Alors que le bilan de l’ouragan Helene dans le sud des Etats-Unis s’est élevé mardi à 130 morts, la catastrophe a également joué un rôle dans la campagne électorale de lundi. Kamala Harris et Donald Trump ont ajusté leurs plans de campagne. Harris s’est rendu à Washington pour consulter l’Agence fédérale de gestion des urgences (FEMA). Lors d’une conférence de presse au siège de la FEMA, elle a indiqué qu’elle ne se rendrait dans la zone touchée que lorsqu’elle ne gênerait pas les efforts de secours. “Notre nation est avec toi», a-t-elle souligné.

Trump s’est immédiatement rendu dans la zone touchée pour examiner les décombres de la ville de Valdosta (dans l’État de Géorgie) et prononcer un discours avec sa casquette rouge. Il y a déclaré qu’il ne voulait pas rendre politique le désastre, pour être critiqué du même coup par l’administration Biden. Il a affirmé que Brian Kemp, le gouverneur de Géorgie, aurait eu de grandes difficultés à joindre le président au téléphone.
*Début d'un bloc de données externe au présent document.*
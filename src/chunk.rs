//! Paragraph-boundary document chunker.
//!
//! Splits extracted document text into [`Chunk`]s that respect a
//! configurable `max_tokens` budget. Splitting happens on paragraph
//! boundaries (`\n\n`) so each chunk stays semantically coherent; a single
//! paragraph larger than the budget is hard-split at word boundaries.
//!
//! Each chunk gets a fresh UUID and a SHA-256 digest of its text.

use sha2::{Digest, Sha256};
use uuid::Uuid;

use crate::models::Chunk;

/// Approximate chars-per-token ratio.
const CHARS_PER_TOKEN: usize = 4;

/// Split `text` into chunks on paragraph boundaries, respecting
/// `max_tokens`. Chunk indices are contiguous starting at 0.
pub fn chunk_document(source_id: &str, collection: &str, text: &str, max_tokens: usize) -> Vec<Chunk> {
    let max_chars = max_tokens * CHARS_PER_TOKEN;

    if text.trim().is_empty() {
        return Vec::new();
    }

    let mut chunks = Vec::new();
    let mut buf = String::new();
    let mut index: i64 = 0;

    for para in text.split("\n\n") {
        let trimmed = para.trim();
        if trimmed.is_empty() {
            continue;
        }

        // Flush the buffer if appending this paragraph would overflow it.
        let would_be = if buf.is_empty() {
            trimmed.len()
        } else {
            buf.len() + 2 + trimmed.len()
        };

        if would_be > max_chars && !buf.is_empty() {
            chunks.push(make_chunk(source_id, collection, index, &buf));
            index += 1;
            buf.clear();
        }

        if trimmed.len() > max_chars {
            // Oversized paragraph: hard-split at word boundaries.
            if !buf.is_empty() {
                chunks.push(make_chunk(source_id, collection, index, &buf));
                index += 1;
                buf.clear();
            }
            let mut remaining = trimmed;
            while !remaining.is_empty() {
                let split_at = remaining.len().min(max_chars);
                let actual_split = if split_at < remaining.len() {
                    remaining[..split_at]
                        .rfind('\n')
                        .or_else(|| remaining[..split_at].rfind(' '))
                        .map(|pos| pos + 1)
                        .unwrap_or(split_at)
                } else {
                    split_at
                };
                chunks.push(make_chunk(
                    source_id,
                    collection,
                    index,
                    remaining[..actual_split].trim(),
                ));
                index += 1;
                remaining = &remaining[actual_split..];
            }
        } else {
            if !buf.is_empty() {
                buf.push_str("\n\n");
            }
            buf.push_str(trimmed);
        }
    }

    if !buf.is_empty() {
        chunks.push(make_chunk(source_id, collection, index, &buf));
    }

    chunks
}

fn make_chunk(source_id: &str, collection: &str, index: i64, text: &str) -> Chunk {
    let mut hasher = Sha256::new();
    hasher.update(text.as_bytes());
    let hash = format!("{:x}", hasher.finalize());

    Chunk {
        id: Uuid::new_v4().to_string(),
        source_id: source_id.to_string(),
        collection: collection.to_string(),
        chunk_index: index,
        text: text.to_string(),
        hash,
    }
}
Cela s’est avéré faux. « Trump ment », a déclaré Biden lorsqu’on lui a demandé une réponse. Cela a été confirmé par le républicain Kemp, qui a déclaré avoir consulté Biden pendant longtemps.
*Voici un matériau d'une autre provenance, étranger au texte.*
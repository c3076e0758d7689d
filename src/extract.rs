//! Text extraction for source documents.
//!
//! The knowledge loader hands a path here and gets plain UTF-8 text back.
//! PDF is the primary format; plain text and markdown are accepted as-is.

use std::path::Path;
use thiserror::Error;

/// Extraction failure. Fatal for `load`: an unreadable source document
/// means there is nothing to index.
#[derive(Debug, Error)]
pub enum ExtractError {
    #[error("document not found: {0}")]
    NotFound(String),

    #[error("failed to read {path}: {source}")]
    Unreadable {
        path: String,
        #[source]
        source: std::io::Error,
    },

    #[error("unsupported document format: {0}")]
    UnsupportedFormat(String),

    #[error("PDF extraction failed: {0}")]
    Pdf(String),
}

/// Extract plain text from the document at `path`, dispatching on the
/// file extension.
pub fn extract_text(path: &Path) -> Result<String, ExtractError> {
    if !path.exists() {
        return Err(ExtractError::NotFound(path.display().to_string()));
    }

    let ext = path
        .extension()
        .and_then(|e| e.to_str())
        .map(|e| e.to_ascii_lowercase())
        .unwrap_or_default();

    match ext.as_str() {
        "pdf" => extract_pdf(path),
        "txt" | "md" => {
            std::fs::read_to_string(path).map_err(|source| ExtractError::Unreadable {
                path: path.display().to_string(),
                source,
            })
        }
        other => Err(ExtractError::UnsupportedFormat(other.to_string())),
    }
}

fn extract_pdf(path: &Path) -> Result<String, ExtractError> {
    let bytes = std::fs::read(path).map_err(|source| ExtractError::Unreadable {
        path: path.display().to_string(),
        source,
    })?;
    pdf_extract::extract_text_from_mem(&bytes).map_err(|e| ExtractError::Pdf(e.to_string()))
}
Jeter des serviettes en papier

Il est difficile de dire si et quel effet l’ouragan aura sur les élections. La Caroline du Nord, l’État le plus durement touché, fait partie des États où le vote était déjà possible. Cela est devenu beaucoup plus difficile en raison des infrastructures gravement endommagées. Les électeurs démocrates ont relativement souvent recours au vote par correspondance, tandis que les républicains attendent souvent jour de vote.
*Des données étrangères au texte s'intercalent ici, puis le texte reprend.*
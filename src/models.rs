//! Core data types shared across the indexing, retrieval, and chat pipeline.

use chrono::{DateTime, Utc};

/// A slice of the source document stored in the knowledge database.
///
/// Chunks are immutable once indexed; a forced re-load replaces the whole
/// collection rather than mutating rows in place.
#[derive(Debug, Clone)]
pub struct Chunk {
    pub id: String,
    /// Identifier of the source document this chunk came from.
    pub source_id: String,
    /// Knowledge collection the chunk belongs to.
    pub collection: String,
    pub chunk_index: i64,
    pub text: String,
    /// SHA-256 content digest of `text`.
    pub hash: String,
}

/// A ranked passage returned by the retriever.
#[derive(Debug, Clone)]
pub struct RetrievedPassage {
    pub chunk_id: String,
    /// Source document title (falls back to the file name).
    pub source: String,
    pub chunk_index: i64,
    pub text: String,
    pub score: f64,
}

/// Speaker of a conversation turn.
#[derive(Debug, Clone, Copy, PartialEq, Eq)]
pub enum Role {
    User,
    Assistant,
}

impl Role {
    pub fn as_str(&self) -> &'static str {
        match self {
            Role::User => "user",
            Role::Assistant => "assistant",
        }
    }

    pub fn parse(s: &str) -> Option<Role> {
        match s {
            "user" => Some(Role::User),
            "assistant" => Some(Role::Assistant),
            _ => None,
        }
    }
}

/// One persisted conversation turn.
///
/// Turns are append-only; `seq` is the only meaningful ordering within a
/// session.
#[derive(Debug, Clone, PartialEq)]
pub struct Turn {
    pub session_id: String,
    pub seq: i64,
    pub role: Role,
    pub content: String,
    pub created_at: DateTime<Utc>,
}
Trump espérait frapper un grand coup avec son commentaire, mais il a de nouveau braqué les projecteurs sur sa propre politique en tant que président. Divers médias américains ont longuement évoqué son (absence d’) action après l’ouragan Maria, qui a ravagé Porto Rico en 2017 et fait, selon le décompte officiel, trois mille morts. Trump ne s’est rendu dans la zone sinistrée qu’au bout de treize jours pour y distribuer des « fournitures de secours ». Les images de Trump jetant des serviettes en papier sur une foule ont été qualifiées à l’époque par Carmen Yulín Cruz, maire de la capitale portoricaine San Juan, de « démonstration épouvantable ». Trump a également argumenté sur le nombre de décès, qui, selon lui, était bien inférieur aux chiffres officiels.

Plus actuelle est une mesure politique prise par Trump en 2019, dans laquelle il a procédé à des coupes significatives dans l’agence de secours en cas de catastrophe FEMA afin de libérer de l’argent pour une sécurité supplémentaire aux frontières près du Mexique. Trump et les Républicains voulaient de toute façon procéder à des coupes importantes dans le budget de la FEMA, avec l’idée que les secours en cas de catastrophe devraient relever de la compétence des États. Le National Weather Service et le National Hurricane Watch devraient également disparaître, laissant la place à des sociétés commerciales. C’est une vision que ses donateurs et collègues républicains soutiennent même après ce désastre.